Boellaard Ronald, Rausch Ivo, Beyer Thomas, Delso Gaspar, Yaqub Maqsood, Quick Harald H, Sattler Bernhard
Department of Radiology and Nuclear Medicine, VU Medical Center, Amsterdam 1081 HV, The Netherlands; European Association of Nuclear Medicine Research Ltd., Vienna 1060, Austria; and European Association of Nuclear Medicine Physics Committee, Vienna 1060, Austria.
Center for Medical Physics and Biomedical Engineering, Medical University of Vienna, Vienna 1090, Austria.
Med Phys. 2015 Oct;42(10):5961-9. doi: 10.1118/1.4930962.
Integrated positron emission tomography/magnetic resonance (PET/MR) systems derive the PET attenuation correction (AC) from dedicated MR sequences. While MR-AC performs reasonably well in clinical patient imaging, it may fail for phantom-based quality control (QC). The authors assess the applicability of different protocols for PET QC in multicenter PET/MR imaging.

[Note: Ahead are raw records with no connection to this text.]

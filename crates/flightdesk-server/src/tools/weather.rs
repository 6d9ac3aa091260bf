//! Synthetic flights annotated with current weather from Open-Meteo.

use super::airports::{airport_for, AirportEntry};
use super::enhanced::EnhancedMock;
use super::{FlightTool, ToolKind};
use crate::error::{ToolError, ToolResult};
use async_trait::async_trait;
use flightdesk_core::flight::{
    DelayRisk, FlightSearchResult, SearchParams, Sourced, WeatherImpact, WeatherReport,
};
use serde_json::Value;

/// Provider name for weather-annotated results.
pub const WEATHER_PROVIDER: &str = "Weather-Enhanced Flight Search";

const SERVICE: &str = "Open-Meteo API";

/// WMO weather codes above this carry a high delay risk.
const HIGH_RISK_CODE: i64 = 50;

/// Condition label for a WMO weather code.
#[must_use]
pub fn weather_condition(code: i64) -> &'static str {
    match code {
        i64::MIN..=0 => "Clear",
        1..=3 => "Partly Cloudy",
        4..=48 => "Foggy",
        49..=67 => "Rainy",
        68..=77 => "Snowy",
        _ => "Stormy",
    }
}

/// Builds a report from an Open-Meteo `current_weather` object, using the
/// given defaults for missing readings.
fn report(current: &Value, default_temperature: f64, default_wind: f64) -> WeatherReport {
    let code = current.get("weathercode").and_then(Value::as_i64).unwrap_or(0);
    WeatherReport {
        condition: weather_condition(code).to_string(),
        temperature: current
            .get("temperature")
            .and_then(Value::as_f64)
            .unwrap_or(default_temperature),
        wind_speed: current
            .get("windspeed")
            .and_then(Value::as_f64)
            .unwrap_or(default_wind),
        delay_risk: if code > HIGH_RISK_CODE {
            DelayRisk::High
        } else {
            DelayRisk::Low
        },
    }
}

/// The `search-flights-weather` tool.
#[derive(Debug, Clone)]
pub struct WeatherTool {
    client: reqwest::Client,
    base_url: String,
}

impl WeatherTool {
    /// Tool calling `base_url` (e.g. `https://api.open-meteo.com/v1`).
    pub fn new(client: reqwest::Client, base_url: impl Into<String>) -> Self {
        Self {
            client,
            base_url: base_url.into(),
        }
    }

    /// Current weather at `airport`, as the raw `current_weather` object.
    ///
    /// # Errors
    ///
    /// Returns [`ToolError::Upstream`] on transport failure, a non-success
    /// status, or an undecodable body.
    pub async fn current_weather(&self, airport: &AirportEntry) -> ToolResult<Value> {
        let url = format!("{}/forecast", self.base_url.trim_end_matches('/'));
        let response = self
            .client
            .get(&url)
            .query(&[
                ("latitude", airport.latitude.to_string()),
                ("longitude", airport.longitude.to_string()),
                ("current_weather", "true".to_string()),
            ])
            .send()
            .await
            .map_err(|e| ToolError::upstream(SERVICE, e.to_string()))?;

        let status = response.status();
        if !status.is_success() {
            return Err(ToolError::upstream(SERVICE, status.as_u16().to_string()));
        }

        let mut body: Value = response
            .json()
            .await
            .map_err(|e| ToolError::upstream(SERVICE, format!("invalid response: {e}")))?;
        Ok(body
            .get_mut("current_weather")
            .map(Value::take)
            .unwrap_or(Value::Null))
    }

    /// Attaches weather to every flight and records the raw readings.
    #[must_use]
    pub fn annotate(
        mut result: FlightSearchResult,
        origin_weather: Value,
        destination_weather: Value,
    ) -> FlightSearchResult {
        let impact = WeatherImpact {
            origin: report(&origin_weather, 20.0, 10.0),
            destination: report(&destination_weather, 22.0, 8.0),
        };
        for flight in &mut result.flights {
            flight.weather_impact = Some(impact.clone());
        }
        result.provider = WEATHER_PROVIDER.to_string();
        if let Some(metadata) = result.metadata.as_object_mut() {
            metadata.insert("weatherData".into(), true.into());
            metadata.insert("originWeather".into(), origin_weather);
            metadata.insert("destWeather".into(), destination_weather);
        }
        result
    }
}

#[async_trait]
impl FlightTool for WeatherTool {
    fn kind(&self) -> ToolKind {
        ToolKind::WeatherFlights
    }

    async fn search(&self, params: &SearchParams) -> Sourced<FlightSearchResult> {
        let origin = airport_for(&params.origin, "NYC");
        let destination = airport_for(&params.destination, "LAX");

        let readings = tokio::try_join!(
            self.current_weather(origin),
            self.current_weather(destination)
        );
        let base = EnhancedMock::new().search(params);
        match readings {
            Ok((origin_weather, destination_weather)) => {
                Sourced::live(Self::annotate(base, origin_weather, destination_weather))
            }
            Err(err) => {
                tracing::warn!(error = %err, "weather search falling back to synthetic data");
                Sourced::fallback(base, err.to_string())
            }
        }
    }
}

The National Electrical Manufacturers Association NU 2 2007 image quality phantom was imaged on three combined PET/MR systems: a Philips Ingenuity TF PET/MR, a Siemens Biograph mMR, and a GE SIGNA PET/MR (prototype) system. The phantom was filled according to the EANM FDG-PET/CT guideline 1.0 and scanned for 5 min over 1 bed. Two MR-AC imaging protocols were tested: standard clinical procedures and a dedicated protocol for phantom tests. Depending on the system, the dedicated phantom protocol employs a two-class (water and air) segmentation of the MR data or a CT-based template. Differences in attenuation- and SUV recovery coefficients (RC) are reported. PET/CT-based simulations were performed to simulate the various artifacts seen in the AC maps (μ-map) and their impact on the accuracy of phantom-based QC.
Clinical MR-AC protocols caused substantial errors and artifacts in the AC maps, resulting in underestimations of the reconstructed PET activity of up to 27%, depending on the PET/MR system. Using dedicated phantom MR-AC protocols, PET bias was reduced to -8%. Mean and max SUV RC met EARL multicenter PET performance specifications for most contrast objects, but only when using the dedicated phantom protocol. Simulations confirmed the bias in experimental data to be caused by incorrect AC maps resulting from the use of clinical MR-AC protocols.
Phantom-based quality control of PET/MR systems in a multicenter, multivendor setting may be performed with sufficient accuracy, but only when dedicated phantom acquisition and processing protocols are used for attenuation correction.
集成正电子发射断层扫描/磁共振(PET/MR)系统通过专用的MR序列进行PET衰减校正(AC)。虽然MR-AC在临床患者成像中表现良好,但在基于体模的质量控制(QC)中可能会失败。作者评估了不同协议在多中心PET/MR成像中用于PET QC的适用性。
使用三个组合式PET/MR系统对美国国家电气制造商协会(National Electrical Manufacturers Association)NU 2 2007图像质量体模进行成像:一台飞利浦Ingenuity TF PET/MR、一台西门子Biograph mMR和一台GE SIGNA PET/MR(原型)系统。根据欧洲核医学协会(EANM)FDG-PET/CT指南1.0对体模进行填充,并在一张床位上扫描5分钟。测试了两种MR-AC成像协议:标准临床程序和专用的体模测试协议。根据系统不同,专用体模协议对MR数据采用两类(水和空气)分割或基于CT的模板。报告了衰减恢复系数(RC)和标准化摄取值(SUV)恢复系数的差异。进行了基于PET/CT的模拟,以模拟在AC图(μ图)中看到的各种伪影及其对基于体模的QC准确性的影响。
临床MR-AC协议在AC图中导致了大量误差和伪影,根据PET/MR系统的不同,重建PET活性的低估高达27%。使用专用的体模MR-AC协议时,PET偏差降低到了-8%。对于大多数对比对象,平均和最大SUV RC符合欧洲放射性核素成像质量控制(EARL)多中心PET性能规范,但仅在使用专用体模协议时。模拟证实实验数据中的偏差是由使用临床MR-AC协议导致的不正确AC图引起的。
在多中心、多供应商环境下,对PET/MR系统进行基于体模的质量控制可以达到足够的准确性,但前提是使用专用的体模采集和处理协议进行衰减校正。